Go to the line containing "rules are deliberately" in the records below and print it and every following line exactly, on through the line containing "pub const EMAIL: Rule", then stop.
AVAILABLE RECORDS Block Start
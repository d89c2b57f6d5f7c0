//! Submit-time validation rules.
//!
//! Every rule runs on every submit; failures are collected into
//! `FieldErrors` rather than returned as `Err`. The rules are deliberately
//! lenient: the email check only looks for `@` and the phone check only
//! counts characters.

use std::fmt;

use chrono::{DateTime, NaiveDate, NaiveDateTime, Utc};

use crate::field::FIELDS;
use crate::types::{FieldErrors, FormState};

pub const EMPLOYEE_ID_MAX_LEN: usize = 10;
pub const PHONE_NUMBER_LEN: usize = 10;

/// A single field check plus the message shown when it fails.
#[derive(Clone, Copy)]
pub struct Rule {
    pub message: &'static str,
    check: fn(&str, DateTime<Utc>) -> bool,
}

impl fmt::Debug for Rule {
    fn fmt(&self, f: &mut fmt::Formatter<'_>) -> fmt::Result {
        f.debug_struct("Rule").field("message", &self.message).finish_non_exhaustive()
    }
}

impl Rule {
    /// `true` when `value` passes at instant `now`.
    pub fn passes(&self, value: &str, now: DateTime<Utc>) -> bool {
        (self.check)(value, now)
    }
}

pub const EMPLOYEE_ID: Rule = Rule {
    message: "Employee ID must be <= 10 characters",
    check: |v, _| !v.is_empty() && v.chars().count() <= EMPLOYEE_ID_MAX_LEN,
};

pub const EMAIL: Rule = Rule {
    message: "Valid Email is required",
    check: |v, _| v.contains('@'),
};

pub const PHONE_NUMBER: Rule = Rule {
    message: "Phone number must be 10 digits",
    check: |v, _| v.chars().count() == PHONE_NUMBER_LEN,
};

pub const DEPARTMENT: Rule = Rule {
    message: "Department is required",
    check: |v, _| !v.is_empty(),
};

pub const DATE_OF_JOINING: Rule = Rule {
    message: "Date cannot be in the future",
    check: date_not_in_future,
};

pub const ROLE: Rule = Rule {
    message: "Role is required",
    check: |v, _| !v.is_empty(),
};

// Unparseable dates have no instant to compare, so they pass.
fn date_not_in_future(value: &str, now: DateTime<Utc>) -> bool {
    if value.is_empty() {
        return false;
    }
    match parse_date(value) {
        Some(instant) => instant <= now,
        None => true,
    }
}

const LOCAL_DATE_TIME_FORMATS: [&str; 2] = ["%Y-%m-%dT%H:%M:%S%.f", "%Y-%m-%dT%H:%M"];

/// Interpret a date input. Date-only forms (`YYYY`, `YYYY-MM`, `YYYY-MM-DD`)
/// start at midnight UTC on the first day they name. An RFC 3339 timestamp
/// is taken as-is, and a date-time without an offset is read as UTC.
pub fn parse_date(value: &str) -> Option<DateTime<Utc>> {
    let value = value.trim();
    if value.len() == 4 && value.bytes().all(|b| b.is_ascii_digit()) {
        let year = value.parse().ok()?;
        return start_of_day(NaiveDate::from_ymd_opt(year, 1, 1)?);
    }
    if let Ok(date) = NaiveDate::parse_from_str(value, "%Y-%m-%d") {
        return start_of_day(date);
    }
    if let Ok(date) = NaiveDate::parse_from_str(&format!("{value}-01"), "%Y-%m-%d") {
        return start_of_day(date);
    }
    if let Ok(dt) = DateTime::parse_from_rfc3339(value) {
        return Some(dt.with_timezone(&Utc));
    }
    LOCAL_DATE_TIME_FORMATS
        .iter()
        .find_map(|format| NaiveDateTime::parse_from_str(value, format).ok())
        .map(|dt| dt.and_utc())
}

fn start_of_day(date: NaiveDate) -> Option<DateTime<Utc>> {
    date.and_hms_opt(0, 0, 0).map(|dt| dt.and_utc())
}

/// Run every rule against `state` at instant `now`.
pub fn validate(state: &FormState, now: DateTime<Utc>) -> FieldErrors {
    let mut errors = FieldErrors::default();
    for spec in FIELDS.iter() {
        if let Some(rule) = spec.rule {
            if !rule.passes(state.get(spec.field), now) {
                errors.set(spec.field, rule.message);
            }
        }
    }
    errors
}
AVAILABLE RECORDS Block End
■ **TASK SOLUTION**:
//! `FieldErrors` rather than returned as `Err`. The rules are deliberately
//! lenient: the email check only looks for `@` and the phone check only
//! counts characters.

use std::fmt;

use chrono::{DateTime, NaiveDate, NaiveDateTime, Utc};

use crate::field::FIELDS;
use crate::types::{FieldErrors, FormState};

pub const EMPLOYEE_ID_MAX_LEN: usize = 10;
pub const PHONE_NUMBER_LEN: usize = 10;

/// A single field check plus the message shown when it fails.
#[derive(Clone, Copy)]
pub struct Rule {
    pub message: &'static str,
    check: fn(&str, DateTime<Utc>) -> bool,
}

impl fmt::Debug for Rule {
    fn fmt(&self, f: &mut fmt::Formatter<'_>) -> fmt::Result {
        f.debug_struct("Rule").field("message", &self.message).finish_non_exhaustive()
    }
}

impl Rule {
    /// `true` when `value` passes at instant `now`.
    pub fn passes(&self, value: &str, now: DateTime<Utc>) -> bool {
        (self.check)(value, now)
    }
}

pub const EMPLOYEE_ID: Rule = Rule {
    message: "Employee ID must be <= 10 characters",
    check: |v, _| !v.is_empty() && v.chars().count() <= EMPLOYEE_ID_MAX_LEN,
};

pub const EMAIL: Rule = Rule {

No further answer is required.